Article Date: 6/1/2001

treatment plan

Oral and Systemic Medications In Eye Care: Part I

BY WILLIAM TOWNSEND, OD
June 2001

Practitioners often overlook the importance of oral and systemic medications in managing conditions related to the eye. Despite the advantages of topical agents, sometimes systemic medications systemic when systemic medications are the preferred method for treating patients with ocular conditions.

Pain and Inflammation

The first step in managing patients in pain is a thorough case history and medications history. Focus on past history, specifically medication allergy, and sensitivity. Documented allergy to non-steroidal anti-inflammatories (NSAIDS) or narcotic analgesics should be noted. Identify individuals with a prior history of narcotics abuse and determine what other medications the patient is taking. NSAIDS such as aspirin can enhance the platelet-inhibiting properties of warfrin. NSAIDS also can exacerbate existing asthma. Understanding the entire medication and health profile of an individual is important in prescribing oral medications.

Pain is mediated by several different substances, but the most common mediators of pain are the prostaglandins. Some prosta-glandins are responsible for many inflammatory processes, which results in increased pain. Unlike histamine and serotonin, prosta-glandins must be synthesized. The process can be blocked by corticosteroids or by NSAIDS. In situations with an accompanying cellular response, such as in uveitis, steroids have the obvious edge. Topical NSAIDS are very useful in pre-treating patients prior to corneal foreign body removal and significantly reduce postoperative pain and discomfort, but oral NSAIDS are also often necessary for managing ocular pain and irritation.

The pain-relieving properties of NSAIDs are often underestimated. In a study of dental patients, 400 mg of ibuprofen were found to be superior to Tylenol with 60 mg codeine (Tylenol #4) in pain relief. NSAIDs exert their anti-inflammatory and antipyretic influence both peripherally and in the central nervous system.
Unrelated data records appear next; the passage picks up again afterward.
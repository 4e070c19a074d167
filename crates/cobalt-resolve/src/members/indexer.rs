use cobalt_syntax::{IndexerDecl, Modifiers};

use crate::context::CompilationContext;
use crate::error::ResolutionError;
use crate::members::method::member_modifiers;
use crate::members::property::{define_property_like, emit_property_like, PropertyShape};
use crate::modifiers;
use crate::resolver::{resolve_parameters, resolve_type};
use crate::types::{ContainerId, MemberId};

/// Indexers are properties named `Item` with index parameters.
pub const INDEXER_NAME: &str = "Item";

#[derive(Debug, Clone, PartialEq)]
pub struct IndexerMember {
    pub decl: IndexerDecl,
    pub handle: Option<MemberId>,
    pub getter: Option<MemberId>,
    pub setter: Option<MemberId>,
}

impl IndexerMember {
    pub fn new(decl: IndexerDecl) -> Self {
        Self { decl, handle: None, getter: None, setter: None }
    }

    pub(crate) fn define(&mut self, ctx: &mut CompilationContext<'_>, owner: ContainerId) -> bool {
        let decl = &self.decl;
        let container = ctx.container(owner);
        let (in_interface, in_struct) = (container.is_interface(), container.is_struct());

        let explicit = match &decl.interface {
            Some(iface) => {
                if decl.modifiers.intersects(Modifiers::PUBLIC | Modifiers::ABSTRACT) {
                    ctx.error(decl.location, ResolutionError::ExplicitInterfaceModifiers);
                    return false;
                }
                let Ok(iface) = resolve_type(ctx, owner, iface, decl.location) else { return false };
                Some(iface)
            }
            None => None,
        };
        let Ok(ty) = resolve_type(ctx, owner, &decl.ty, decl.location) else { return false };
        let Ok(parameters) = resolve_parameters(ctx, owner, &decl.parameters, decl.location) else {
            return false;
        };
        let mods = member_modifiers(ctx, modifiers::INDEXER, decl.modifiers, in_interface, in_struct, decl.location);

        if explicit.is_none() && !ctx.container_mut(owner).indexer_signatures.insert(parameters.clone()) {
            let container = ctx.container(owner).full_name.clone();
            ctx.error(decl.location, ResolutionError::DuplicateProperty { container, name: "this".to_string() });
            return false;
        }

        let shape = PropertyShape {
            name: INDEXER_NAME.to_string(),
            explicit,
            ty,
            parameters,
            parameter_names: decl.parameters.iter().map(|p| p.name.clone()).collect(),
            modifiers: mods,
            get: decl.get.as_ref(),
            set: decl.set.as_ref(),
            location: decl.location,
            kind: "indexer",
            check_base: false,
        };
        match define_property_like(ctx, owner, shape) {
            Some((handle, getter, setter)) => {
                self.handle = Some(handle);
                self.getter = getter;
                self.setter = setter;
                true
            }
            None => false,
        }
    }

    pub(crate) fn emit(&self, ctx: &mut CompilationContext<'_>, owner: ContainerId) {
        emit_property_like(ctx, owner, self.handle, &self.decl.attributes, [
            (self.getter, self.decl.get.as_ref()),
            (self.setter, self.decl.set.as_ref()),
        ]);
    }
}
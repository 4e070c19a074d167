use cobalt_syntax::{ConstructorDecl, InitializerTarget, Modifiers};

use crate::attributes::AttributeTargets;
use crate::container::define::type_token;
use crate::context::CompilationContext;
use crate::emitter::{BodyKind, ConstructorCall, FieldInitializer};
use crate::error::ResolutionError;
use crate::members::method::member_modifiers;
use crate::members::{emit_attributes, emit_body};
use crate::metadata::MethodDefinition;
use crate::modifiers::{self, member_access};
use crate::resolver::resolve_parameters;
use crate::types::{
    CallingConvention, ContainerId, MemberAttributes, MemberEntry, MemberId, MemberKind, MethodSignature, TypeId,
};

#[derive(Debug, Clone, PartialEq)]
pub struct ConstructorMember {
    pub decl: ConstructorDecl,
    pub handle: Option<MemberId>,
    /// Generated by `Populate` rather than declared.
    pub synthesized: bool,
    /// The resolved `base(...)` / `this(...)` call.
    pub initializer: Option<ConstructorCall>,
    /// Whether the instance field initializers run in this constructor,
    /// which is the case when it does not chain to a sibling.
    pub runs_field_initializers: bool,
    /// Cleared when the initializer could not be resolved.
    pub valid: bool,
}

impl ConstructorMember {
    pub fn declared(decl: ConstructorDecl) -> Self {
        Self {
            decl,
            handle: None,
            synthesized: false,
            initializer: None,
            runs_field_initializers: false,
            valid: true,
        }
    }

    pub fn synthesized(decl: ConstructorDecl) -> Self {
        Self { synthesized: true, ..Self::declared(decl) }
    }

    pub fn is_static(&self) -> bool {
        self.decl.modifiers.contains(Modifiers::STATIC)
    }

    pub(crate) fn define(&mut self, ctx: &mut CompilationContext<'_>, owner: ContainerId) -> bool {
        self.handle = self.define_inner(ctx, owner);
        self.handle.is_some()
    }

    fn define_inner(&self, ctx: &mut CompilationContext<'_>, owner: ContainerId) -> Option<MemberId> {
        let decl = &self.decl;
        let container = ctx.container(owner);
        let declaring_type = container.type_id?;
        let in_struct = container.is_struct();
        let name = container.name.clone();
        let full_name = container.full_name.clone();
        let is_static = self.is_static();

        if is_static {
            if !decl.parameters.is_empty() {
                ctx.error(decl.location, ResolutionError::StaticConstructorParameters { name: full_name });
                return None;
            }
            if decl.modifiers.has_access() {
                ctx.error(decl.location, ResolutionError::StaticConstructorAccess { name: full_name });
                return None;
            }
        } else if in_struct && decl.parameters.is_empty() && !self.synthesized {
            ctx.error(decl.location, ResolutionError::StructParameterlessConstructor);
            return None;
        }

        let parameters = resolve_parameters(ctx, owner, &decl.parameters, decl.location).ok()?;
        let mods = member_modifiers(ctx, modifiers::CONSTRUCTOR, decl.modifiers, false, in_struct, decl.location);

        if mods.contains(Modifiers::EXTERN) && decl.body.is_some() {
            let member = format!("{}.{}", full_name, name);
            ctx.error(decl.location, ResolutionError::ExternWithBody { member });
            return None;
        }

        let metadata_name = if is_static { ".cctor" } else { ".ctor" };
        let void = ctx.registry.void_type().unwrap_or(declaring_type);
        let signature = MethodSignature::new(metadata_name, void, parameters.clone());
        if !ctx.container_mut(owner).signatures.insert(signature) {
            let what = format!("constructor `{}'", name);
            ctx.error(decl.location, ResolutionError::DuplicateSignature { container: full_name, what });
            return None;
        }

        let mut attributes = MemberAttributes::HIDE_BY_SIG | MemberAttributes::SPECIAL_NAME | MemberAttributes::RT_SPECIAL_NAME;
        if is_static {
            attributes |= MemberAttributes::PRIVATE | MemberAttributes::STATIC;
        } else {
            attributes |= member_access(mods);
        }

        let owner_token = type_token(ctx, owner);
        let token = ctx.metadata.define_constructor(
            owner_token,
            MethodDefinition {
                name: metadata_name.to_string(),
                attributes,
                calling_convention: if is_static { CallingConvention::Standard } else { CallingConvention::HasThis },
                return_type: void,
                parameters: parameters.clone(),
                parameter_names: decl.parameters.iter().map(|p| p.name.clone()).collect(),
                pinvoke: None,
            },
        );
        Some(ctx.registry.add_member(MemberEntry {
            name: metadata_name.to_string(),
            kind: MemberKind::Constructor,
            declaring_type,
            attributes,
            member_type: void,
            parameters,
            accessors: vec![],
            token,
        }))
    }

    pub(crate) fn emit(&self, ctx: &mut CompilationContext<'_>, owner: ContainerId) {
        let Some(handle) = self.handle else { return };
        if !self.valid {
            return;
        }
        let token = ctx.registry.member(handle).token;
        if !emit_attributes(ctx, owner, token, &self.decl.attributes, AttributeTargets::CONSTRUCTOR) {
            return;
        }
        if self.decl.modifiers.contains(Modifiers::EXTERN) {
            return;
        }

        let container = ctx.container(owner);
        let indices = if self.is_static() {
            container.initialized_static_fields.as_slice()
        } else if self.runs_field_initializers {
            container.initialized_fields.as_slice()
        } else {
            &[]
        };
        let mut field_initializers: Vec<FieldInitializer> = indices
            .iter()
            .filter_map(|i| {
                let field = container.fields.get(*i)?;
                Some(FieldInitializer { field: field.handle?, value: field.decl.initializer? })
            })
            .collect();
        let is_static = self.is_static();
        field_initializers.extend(
            container
                .events
                .iter()
                .filter(|e| e.is_static() == is_static && (is_static || self.runs_field_initializers))
                .filter_map(|e| e.field_initializer()),
        );

        let initializer = self.initializer.clone();
        let kind = if self.synthesized {
            BodyKind::Synthesized { initializer, field_initializers }
        } else {
            BodyKind::Constructor { initializer, field_initializers }
        };
        emit_body(ctx, handle, self.decl.body, kind);
    }
}

/// Adds the constructors a type gets without declaring them: a default
/// instance constructor for classes that declare none, and a static
/// constructor when a static field has an initializer.
pub(crate) fn synthesize_constructors(ctx: &mut CompilationContext<'_>, owner: ContainerId) {
    let container = ctx.container_mut(owner);
    if container.is_class() && !container.has_instance_constructor() {
        let access = if container.is_abstract() { Modifiers::PROTECTED } else { Modifiers::PUBLIC };
        let decl = ConstructorDecl::new(container.name.clone(), access);
        container.default_constructor = Some(container.constructors.len());
        container.constructors.push(ConstructorMember::synthesized(decl));
    }
    let needs_static = !container.initialized_static_fields.is_empty()
        || container.events.iter().any(|e| e.is_static() && e.decl.initializer.is_some());
    if needs_static && !container.has_static_constructor() && (container.is_class() || container.is_struct()) {
        let decl = ConstructorDecl::new(container.name.clone(), Modifiers::STATIC);
        container.default_static_constructor = Some(container.constructors.len());
        container.constructors.push(ConstructorMember::synthesized(decl));
    }
}

/// Resolves every constructor initializer of `owner` once all its
/// constructors are defined.
///
/// Class constructors without one call `base()`; struct constructors and
/// static constructors call nothing.
pub(crate) fn resolve_initializers(ctx: &mut CompilationContext<'_>, owner: ContainerId, constructors: &mut [ConstructorMember]) {
    let container = ctx.container(owner);
    let (Some(own_type), is_class, base) = (container.type_id, container.is_class(), container.base) else {
        return;
    };
    let type_name = container.name.clone();

    for ctor in constructors.iter_mut().filter(|c| !c.is_static()) {
        let Some(handle) = ctor.handle else { continue };
        let (target, arguments, location) = match &ctor.decl.initializer {
            Some(init) => (init.target, init.arguments.clone(), init.location),
            None if is_class && base.is_some() => (InitializerTarget::Base, vec![], ctor.decl.location),
            None => {
                ctor.runs_field_initializers = true;
                continue;
            }
        };
        ctor.runs_field_initializers = target == InitializerTarget::Base;

        let search = match target {
            InitializerTarget::Base => match base {
                Some(b) => b,
                None => continue,
            },
            InitializerTarget::This => own_type,
        };
        let candidates: Vec<MemberId> = ctx
            .registry
            .constructors_of(search)
            .into_iter()
            .filter(|c| search == own_type || ctx.registry.member(*c).attributes.is_accessible_from_derived())
            .collect();
        let argument_types = ctx.emitter.argument_types(&ctx.registry, &arguments);

        match select_constructor(ctx, &candidates, &argument_types) {
            Some(target) if target == handle => {
                let parameters: Vec<_> = ctx.registry.member(handle).parameters.iter().map(|p| ctx.registry.name(*p).to_string()).collect();
                let name = format!("{}({})", type_name, parameters.join(", "));
                ctx.error(location, ResolutionError::ConstructorCallsItself { name });
                ctor.valid = false;
            }
            Some(target) => {
                log::trace!("{}: initializer calls {}", type_name, ctx.registry.member_display(target));
                ctor.initializer = Some(ConstructorCall { target, arguments });
            }
            None => {
                let count = arguments.len();
                ctx.error(location, ResolutionError::NoConstructorOverload { name: ".ctor".to_string(), count });
                ctor.valid = false;
            }
        }
    }
}

/// Picks the constructor whose parameters accept `arguments`, preferring an
/// exact match. Unknown argument types accept anything.
fn select_constructor(ctx: &CompilationContext<'_>, candidates: &[MemberId], arguments: &[Option<TypeId>]) -> Option<MemberId> {
    let applicable: Vec<MemberId> = candidates
        .iter()
        .copied()
        .filter(|c| {
            let parameters = &ctx.registry.member(*c).parameters;
            parameters.len() == arguments.len()
                && parameters
                    .iter()
                    .zip(arguments)
                    .all(|(p, a)| a.map_or(true, |a| ctx.registry.is_assignable(a, *p)))
        })
        .collect();
    applicable
        .iter()
        .copied()
        .find(|c| {
            ctx.registry
                .member(*c)
                .parameters
                .iter()
                .zip(arguments)
                .all(|(p, a)| a.map_or(false, |a| a == *p))
        })
        .or_else(|| applicable.first().copied())
}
Oral acetaminophen is an NSAID that exerts its analgesic and antipyretic effect within the CNS, but does not have an effect peripherally. Patients with contraindications to typical NSAIDs can often benefit from the pain-relieving properties of oral acetaminophen. Unlike other NSAIDS, acetaminophin has no anti-inflammatory effects. Ibuprofen is generally prescribed for adults 400 to 800 mg q 6 hrs. The customary adult dosing for acetaminophen is 650 mg q 4 hrs.

Eye conditions rarely require long-term pain management with narcotics; NSAIDS are superior to some narcotics in relieving pain. But narcotics reduce the perception of pain and induce drowsiness. They cause respiratory depression and, if possible, should be avoided in patients with asthma and COPD. Gastrointestinal effects include constipation, emesis and nausea, but these are usually not a problem when treatment is limited to a few days. Patients on narcotics tend to be sedated and should be warned not to drive or use dangerous equipment while taking them. These effects are magnified with alcohol. Obviously, one should also avoid prescribing narcotics for patients with a known history of abuse or addiction.

In selecting a narcotic for short-term pain management, look for minimizing side effects and maximizing pain relief. Hydrocodone with acetaminophen (Lortab, Lorcet, Vicodin) is an excellent choice for severe eye-related pain. Typical dosing is 5 mg to 10 mg q 3 to 4 hrs. Tylenol with codeine (Tylenol #3, Tylen-ol #4) is also time-proven for managing pain and is generally prescribed q 4 to 6 hours for adults. Upcoming issues will address other oral medications and their use in eye care.